É melhor aguardarmos a definição da Comissão para discutir este assunto – porque será discutido até à exaustão, disso ninguém tenha dúvidas.
Contudo, não é só a questão do papel cultural da televisão pública que levanta problemas. Também há a questão do custo e da forma de o cobrir. As televisões privadas pagam-se – e dão lucro – com a publicidade. A televisão pública, sendo paga pelo contribuinte que colhe os benefícios da cultura e da informação, não devia ter publicidade. (Casos da TV Cultura brasileira e da PBS norte-americana.) Mas aí o custo para o contribuinte fica incomportável, porque fazer tv é caro. Basta considerar este valor: COM publicidade, a RTP tem um passivo de 530 milhões de euros. (Os motivos têm a ver com as ineficiências e protecções da função pública. Ninguém é despedido da RTP, apenas colocado na gaveta.)
Então, deixa-se ficar a publicidade.
O que levanta imediatamente dois problemas. Primeiro, o contribuinte paga e ainda tem de ver anúncios. Segundo, as televisões privadas têm de concorrer no mercado publicitário com um canal subsidiado pelo Estado.
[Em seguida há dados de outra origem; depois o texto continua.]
use std::io::{self, BufRead, Write};
use std::time::Instant;

use crate::app::AppError;
use crate::config::Config;
use crate::conversion;
use crate::format::DisplayValue;
use crate::i18n::{keys, Translator};
use crate::presenter::Presenter;
use crate::session::{resolve_target_unit, ConverterSession};
use crate::units::TemperatureUnit;
use crate::validation::ValidationError;

/// 메인 메뉴 선택지를 표현한다.
#[derive(Debug, Clone, Copy, PartialEq, Eq)]
pub enum MenuChoice {
    Convert,
    Settings,
    Exit,
}

/// 결과와 오류를 표준 출력에 한 줄씩 찍는 출력 포트.
pub struct ConsolePresenter<'a> {
    tr: &'a Translator,
}

impl<'a> ConsolePresenter<'a> {
    pub fn new(tr: &'a Translator) -> Self {
        Self { tr }
    }
}

impl Presenter for ConsolePresenter<'_> {
    fn show_error(&mut self, error: &ValidationError) {
        println!("{}: {}", self.tr.t(keys::ERROR_PREFIX), self.tr.error_message(error));
    }

    fn clear_error(&mut self) {}

    fn show_result(&mut self, result: &DisplayValue) {
        println!("{} {result}", self.tr.t(keys::CONVERT_RESULT));
    }

    // 터미널은 이미 찍은 줄을 지우지 않는다.
    fn hide_result(&mut self) {}
}

/// 메인 메뉴를 표시하고 선택값을 반환한다.
pub fn main_menu(tr: &Translator) -> Result<MenuChoice, AppError> {
    println!("{}", tr.t(keys::MAIN_MENU_TITLE));
    println!("{}", tr.t(keys::MAIN_MENU_CONVERT));
    println!("{}", tr.t(keys::MAIN_MENU_SETTINGS));
    println!("{}", tr.t(keys::MAIN_MENU_EXIT));
    menu_choice_from(tr, &mut io::stdin().lock())
}

/// 올바른 번호가 나올 때까지 메뉴 번호를 읽는다. 입력이 끝나면(EOF) 종료로 본다.
fn menu_choice_from<R: BufRead>(tr: &Translator, input: &mut R) -> Result<MenuChoice, AppError> {
    loop {
        let sel = match read_line_from(input, tr.t(keys::PROMPT_MENU_SELECT)) {
            Ok(sel) => sel,
            Err(AppError::Io(e)) if e.kind() == io::ErrorKind::UnexpectedEof => {
                println!();
                return Ok(MenuChoice::Exit);
            }
            Err(e) => return Err(e),
        };
        match sel.trim() {
            "1" => return Ok(MenuChoice::Convert),
            "2" => return Ok(MenuChoice::Settings),
            "0" => return Ok(MenuChoice::Exit),
            _ => println!("{}", tr.t(keys::INVALID_SELECTION_RETRY)),
        }
    }
}

/// 온도 변환 메뉴를 처리한다. 단위를 먼저 고르고 값을 입력받는다.
pub fn handle_conversion(tr: &Translator, cfg: &Config) -> Result<(), AppError> {
    println!("{}", tr.t(keys::CONVERT_HEADING));
    println!("{}", tr.t(keys::CONVERT_UNIT_OPTIONS));
    let mut presenter = ConsolePresenter::new(tr);
    let mut session = ConverterSession::new(cfg.default_units.from, cfg.default_units.to)
        .with_preview_delay(cfg.preview_delay());

    let from = read_unit(tr, keys::CONVERT_PROMPT_FROM_UNIT, session.from_unit())?;
    session.select_from_unit(from, &mut presenter);
    let to = read_unit(tr, keys::CONVERT_PROMPT_TO_UNIT, session.to_unit())?;
    session.select_to_unit(to, &mut presenter);
    if session.to_unit() != to {
        println!(
            "{} {}",
            tr.t(keys::CONVERT_TARGET_ADJUSTED),
            tr.unit_name(session.to_unit())
        );
    }

    let value = read_line(tr.t(keys::CONVERT_PROMPT_VALUE))?;
    session.set_input(value, Instant::now(), &mut presenter);
    session.submit(&mut presenter);
    Ok(())
}

/// 설정 메뉴를 처리한다. 바뀐 언어는 호출자가 번역기에 반영한다.
pub fn handle_settings(tr: &Translator, cfg: &mut Config) -> Result<(), AppError> {
    println!("{}", tr.t(keys::SETTINGS_HEADING));
    println!(
        "{} {} → {}",
        tr.t(keys::SETTINGS_CURRENT_UNITS),
        tr.unit_name(cfg.default_units.from),
        tr.unit_name(cfg.default_units.to)
    );
    println!("{} {}", tr.t(keys::SETTINGS_CURRENT_LANGUAGE), cfg.language);
    println!("{}", tr.t(keys::SETTINGS_OPTIONS));
    let sel = read_line(tr.t(keys::PROMPT_SELECT))?;
    match sel.trim() {
        "" => return Ok(()),
        "1" => {
            println!("{}", tr.t(keys::CONVERT_UNIT_OPTIONS));
            let from = read_unit(tr, keys::CONVERT_PROMPT_FROM_UNIT, cfg.default_units.from)?;
            let to = read_unit(tr, keys::CONVERT_PROMPT_TO_UNIT, cfg.default_units.to)?;
            cfg.default_units.from = from;
            cfg.default_units.to = resolve_target_unit(from, to);
        }
        "2" => {
            let lang = read_line(tr.t(keys::SETTINGS_PROMPT_LANGUAGE))?;
            let lang = lang.trim().to_lowercase();
            if lang == "auto" || lang.starts_with("en") || lang.starts_with("ko") {
                cfg.language = lang;
            } else {
                println!("{}", tr.t(keys::SETTINGS_INVALID));
                return Ok(());
            }
        }
        _ => {
            println!("{}", tr.t(keys::SETTINGS_INVALID));
            return Ok(());
        }
    }
    println!("{}", tr.t(keys::SETTINGS_SAVED));
    Ok(())
}

fn read_line(prompt: &str) -> Result<String, AppError> {
    read_line_from(&mut io::stdin().lock(), prompt)
}

/// 프롬프트를 찍고 한 줄을 읽는다. 더 읽을 입력이 없으면 `UnexpectedEof`.
fn read_line_from<R: BufRead>(input: &mut R, prompt: &str) -> Result<String, AppError> {
    print!("{prompt}");
    io::stdout().flush().map_err(AppError::Io)?;
    let mut buf = String::new();
    if input.read_line(&mut buf).map_err(AppError::Io)? == 0 {
        return Err(AppError::Io(io::ErrorKind::UnexpectedEof.into()));
    }
    Ok(buf)
}

/// 단위를 번호(1~3) 또는 이름(C, fahrenheit, K …)으로 입력받는다. 엔터는 현재 값 유지.
fn read_unit(
    tr: &Translator,
    prompt_key: &str,
    current: TemperatureUnit,
) -> Result<TemperatureUnit, AppError> {
    let prompt = format!("{} [{}]", tr.t(prompt_key).trim_end(), tr.unit_name(current));
    loop {
        let sel = read_line(&format!("{prompt} "))?;
        match parse_unit_choice(sel.trim(), current) {
            Some(unit) => return Ok(unit),
            None => println!("{}", tr.t(keys::INVALID_SELECTION_RETRY)),
        }
    }
}

fn parse_unit_choice(sel: &str, current: TemperatureUnit) -> Option<TemperatureUnit> {
    match sel {
        "" => Some(current),
        "1" => Some(TemperatureUnit::Celsius),
        "2" => Some(TemperatureUnit::Fahrenheit),
        "3" => Some(TemperatureUnit::Kelvin),
        other => conversion::parse_temperature_unit(other).ok(),
    }
}

#[cfg(test)]
mod tests {
    use std::io::{self, Cursor};

    use super::{menu_choice_from, parse_unit_choice, read_line_from, MenuChoice};
    use crate::app::AppError;
    use crate::i18n::Translator;
    use crate::units::TemperatureUnit;

    #[test]
    fn unit_choice_accepts_numbers_and_names() {
        let cur = TemperatureUnit::Kelvin;
        assert_eq!(parse_unit_choice("", cur), Some(TemperatureUnit::Kelvin));
        assert_eq!(parse_unit_choice("2", cur), Some(TemperatureUnit::Fahrenheit));
        assert_eq!(parse_unit_choice("°C", cur), Some(TemperatureUnit::Celsius));
        assert_eq!(parse_unit_choice("9", cur), None);
    }

    #[test]
    fn read_line_reports_end_of_input() {
        let mut input = Cursor::new("12\n");
        assert_eq!(read_line_from(&mut input, "> ").unwrap(), "12\n");
        match read_line_from(&mut input, "> ") {
            Err(AppError::Io(e)) => assert_eq!(e.kind(), io::ErrorKind::UnexpectedEof),
            other => panic!("expected EOF error, got {other:?}"),
        }
    }

    #[test]
    fn menu_reads_selection() {
        let tr = Translator::new("en-us");
        let choice = menu_choice_from(&tr, &mut Cursor::new("x\n2\n")).unwrap();
        assert_eq!(choice, MenuChoice::Settings);
    }

    #[test]
    fn menu_exits_when_input_ends() {
        let tr = Translator::new("en-us");
        assert_eq!(menu_choice_from(&tr, &mut Cursor::new("")).unwrap(), MenuChoice::Exit);
        let choice = menu_choice_from(&tr, &mut Cursor::new("abc\n")).unwrap();
        assert_eq!(choice, MenuChoice::Exit);
    }
}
Por causa de todas estas questões – e da cobardia política de as enfrentar – a situação tem-se arrastado assim. Correm rios de tinta (hoje deveria dizer-se, milhões de megabites) sobre o assunto, e mantém-se o formato de uma televisão pública com publicidade e subsidiada pelo Estado.
Também há a questão política: qual é o Governo que não quer ter um canal às ordens da sua propaganda? No entanto contra essa manipulação têm lutado várias gerações de jornalistas na RTP (enfim, uns mais do que outros) e não é tão claro que o canal esteja sempre a ajoelhar perante as exigências do executivo. O mesmo perigo existe para os outros canais, igualmente sujeitos a pressões. Cremos que a questão política, embora real, não tem sido o parâmetro mais importante para a procrastinação em relação ao figurino da RTP.
Para já, e até à definição definitiva, o Governo corta nas despesas da RTP (e da RDP). Que é o mesmo que dizer, diminui a sua eficiência e qualidade. Deixa de haver programação própria nas ilhas (apenas recolha de noticiário), e as emissões locais reduzem-se a quatro horas diárias. As delegações regionais no Continente também sofrem cortes. Tem de ser; como Relvas salientou, o escritório do Algarve não pode custar um milhão de euros por ano, podendo uma equipa de gravação descer ao Algarve em duas horas, o mesmo tempo que se leva de Vila Real de Santo António a Sagres.
Aliás, temos o exemplo das privadas, que dão lucro. Não se pode dizer que a RTP dá prejuízo por causa da culturalidade dos seus conteúdos. Os shares das três generalistas andam muito próximos. A TVI tem mantido a liderança nos últimos anos, mas as percentagens que determinam o custo da publicidade estão bastante próximas.
Uma decisão anunciada por Relvas parece correcta: criar uma RTP Internacional com conteúdos de todos os canais (inclusive os privados), a pensar nos emigrantes. Acabar com as emissões da RDP em onda curta para o estrangeiro, que ninguém ouve, também.
Questões difíceis de resolver. Entretanto o dinheiro continua a correr. E depois há sempre aquela sensação horrível de que, quando chegar a altura de decidir, quem lá estiver poderá não decidir bem.